Bronwyn T Williams (2018) “Chapter 2: A feeling for literacy: emotions and dispositions” In Literacy Practices and Perceptions of Agency

  • Intro
    • calmness and rationality are emotions
    • emotional states are embodied because of immediate responses
    • Purpose of this chapter: how emotion works (both cognitively and socially)
  • Defining Emotion
    • Bronwyn uses “emotion” rather than “affect” in this book
      • because it is easier for interdisciplinary associations
    • “affect”: ==embodied meaning-making== (Wetherell, 2012)
      • Bronwyn: embodied meaning-making and performance, because it connects the social world
    • Embodiment: the biochemical reactions within the body; yet, it is not meaning-making
    • Barrett (2009): “emotion is a conceptual act of categorization and interpretation”
      • previous experience and neural patterns –> to categorize emotion as patterns
  • Embodied Memories
    • strong emotion and easy memories
  • Patterns of Emotional Experiences
    • before the formation of emotions, we need to accumulate emotions into patterns
    • the prior experiences become sediments
  • Social Response and Meaning
    • In West tradition, we tend to take emotion as antithetical to “rationality and logic”

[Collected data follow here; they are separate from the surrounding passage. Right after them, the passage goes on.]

//! Test utilities for integration tests.
//!
//! This module provides a mock stitcher and helpers for creating synthetic
//! MRC montages, `.mdoc` descriptors and conversion options.

use async_trait::async_trait;
use std::fs;
use std::path::{Path, PathBuf};
use std::sync::Arc;
use tokio::sync::RwLock;

use mrc_pyramid::convert::{remove_intermediates, ConvertOptions, OutputPaths, StitcherClient};
use mrc_pyramid::error::StitchError;
use mrc_pyramid::format::ome::OmeTiffOptions;
use mrc_pyramid::io::FileRangeReader;
use mrc_pyramid::{RasterImage, TiffLayout};

// =============================================================================
// MRC and descriptor builders
// =============================================================================

/// Pixel value of the synthetic blended image at `(x, y)`.
pub fn pattern(x: usize, y: usize) -> u16 {
    ((x * 7 + y * 13) % 4096) as u16
}

/// Build a little-endian uint16 (mode 6) MRC file.
pub fn mrc_bytes(nx: usize, ny: usize, nz: usize, value: impl Fn(usize, usize) -> u16) -> Vec<u8> {
    let mut bytes = vec![0u8; 1024];
    let mut put = |offset: usize, v: i32| bytes[offset..offset + 4].copy_from_slice(&v.to_le_bytes());
    put(0, nx as i32);
    put(4, ny as i32);
    put(8, nz as i32);
    put(12, 6);
    bytes[208..212].copy_from_slice(b"MAP ");
    bytes[212] = 0x44;
    bytes[213] = 0x44;

    for _ in 0..nz {
        for y in 0..ny {
            for x in 0..nx {
                bytes.extend_from_slice(&value(x, y).to_le_bytes());
            }
        }
    }
    bytes
}

pub fn write_mrc(path: &Path, nx: usize, ny: usize, nz: usize) {
    fs::write(path, mrc_bytes(nx, ny, nz, pattern)).unwrap();
}

/// Write `<montage>.mdoc` with the given body.
pub fn write_descriptor(montage: &Path, body: &str) {
    let paths = OutputPaths::for_input(montage);
    fs::write(paths.descriptor, body).unwrap();
}

/// A typical SerialEM descriptor with the pixel spacing in the middle.
pub fn serialem_descriptor(pixel_spacing: &str) -> String {
    format!(
        "PixelSpacing = {}\nImageFile = grid.mrc\nImageSize = 4096 4096\nMontage = 1\n\n\
         [ZValue = 0]\nPieceCoordinates = 0 0 0\nMagnification = 2250\n\
         PixelSpacing = 999\n",
        pixel_spacing
    )
}

/// Create a raw montage plus its descriptor.
///
/// The montage content is never read by the mock stitcher.
pub fn create_montage(dir: &Path, name: &str, descriptor: Option<&str>) -> PathBuf {
    let montage = dir.join(name);
    if let Some(parent) = montage.parent() {
        fs::create_dir_all(parent).unwrap();
    }
    write_mrc(&montage, 4, 4, 2);
    if let Some(body) = descriptor {
        write_descriptor(&montage, body);
    }
    montage
}

/// Options sized for small synthetic images.
pub fn test_options() -> ConvertOptions {
    ConvertOptions {
        min_size: 8,
        ome: OmeTiffOptions {
            tile_size: 16,
            ..Default::default()
        },
        ..Default::default()
    }
}

/// Options under which a `width` x `height` image counts as large.
pub fn large_options(width: usize, height: usize, create_h5: bool) -> ConvertOptions {
    ConvertOptions {
        create_h5,
        large_threshold: (width * height) as u64 - 1,
        reduction_target: (width * height / 3) as u64,
        ..test_options()
    }
}

/// Names of the files in `dir`, sorted.
pub fn file_names(dir: &Path) -> Vec<String> {
    let mut names: Vec<String> = fs::read_dir(dir)
        .unwrap()
        .map(|e| e.unwrap().file_name().to_string_lossy().into_owned())
        .collect();
    names.sort();
    names
}

// =============================================================================
// OME-TIFF read-back
// =============================================================================

pub async fn read_layout(path: &Path) -> (FileRangeReader, TiffLayout) {
    let reader = FileRangeReader::open(path).await.unwrap();
    let layout = TiffLayout::parse(&reader).await.unwrap();
    (reader, layout)
}

pub async fn read_level(path: &Path, level: usize) -> RasterImage {
    let (reader, layout) = read_layout(path).await;
    layout.read_level(&reader, level).await.unwrap()
}

// =============================================================================
// Mock Stitcher
// =============================================================================

/// A stitcher that writes a synthetic blended image instead of running tools.
///
/// Every call is recorded as `"<step>:<file name>"`.
#[derive(Clone)]
pub struct MockStitcher {
    width: usize,
    height: usize,
    sections: usize,
    fail_on: Option<String>,
    calls: Arc<RwLock<Vec<String>>>,
}

impl MockStitcher {
    pub fn new(width: usize, height: usize) -> Self {
        Self {
            width,
            height,
            sections: 1,
            fail_on: None,
            calls: Arc::new(RwLock::new(Vec::new())),
        }
    }

    /// Blend into a stack of `sections` sections.
    pub fn with_sections(mut self, sections: usize) -> Self {
        self.sections = sections;
        self
    }

    /// Fail blending for the montage with this file name.
    pub fn failing_on(mut self, name: &str) -> Self {
        self.fail_on = Some(name.to_string());
        self
    }

    pub async fn calls(&self) -> Vec<String> {
        self.calls.read().await.clone()
    }

    async fn record(&self, step: &str, montage: &Path) {
        let name = OutputPaths::for_input(montage).name;
        self.calls.write().await.push(format!("{}:{}", step, name));
    }
}

#[async_trait]
impl StitcherClient for MockStitcher {
    async fn extract_layout(&self, montage: &Path) -> Result<PathBuf, StitchError> {
        self.record("extract", montage).await;
        let paths = OutputPaths::for_input(montage);
        let layout = paths.folder.join("montage_plf");
        fs::write(&layout, b"piece list").unwrap();
        Ok(layout)
    }

    async fn stitch(&self, montage: &Path, layout: &Path) -> Result<PathBuf, StitchError> {
        self.record("stitch", montage).await;
        assert!(layout.exists());
        let paths = OutputPaths::for_input(montage);

        fs::write(paths.folder.join("MONTAGE_EDGES.ecd"), b"edges").unwrap();
        if self.fail_on.as_deref() == Some(paths.name.as_str()) {
            return Err(StitchError::ToolFailed {
                tool: "blendmont".to_string(),
                status: 1,
                stderr: "ERROR: BLENDMONT - piece list does not match".to_string(),
            });
        }

        write_mrc(&paths.blended, self.width, self.height, self.sections);
        Ok(paths.blended)
    }

    async fn cleanup(&self, montage: &Path) -> Result<Vec<PathBuf>, StitchError> {
        self.record("cleanup", montage).await;
        remove_intermediates(montage).await
    }
}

    • emotion as “affective practice” integrates the social and embodied personal
    • repetition–> patterns–> embodied personal emotions
    • perform emotion as rhetorical performance : to have a rhetorical effect
    • the social aspects of emotion: communication and response
      • “our emotions become meaningful in relationship and response from others”
        • This emphasizes the social construction of emotion: but the following sentence paraphrasing Wetherell is questionable
        • “each partner’s part becomes ==meaningful only== in relations to the whole affective dance” (Wetherell, 2012, 87) + “emotions are negotiated and shaped by the relationship”
        • Question: if “meaningful” refers to the meaning-making or the rhetorical performance, then what about the personalized and non-communicative performance of emotion? Is it meaningful only when there is an audience, or a stage to perform a rhetorical affect? Why cannot the meaningful remain at the personal?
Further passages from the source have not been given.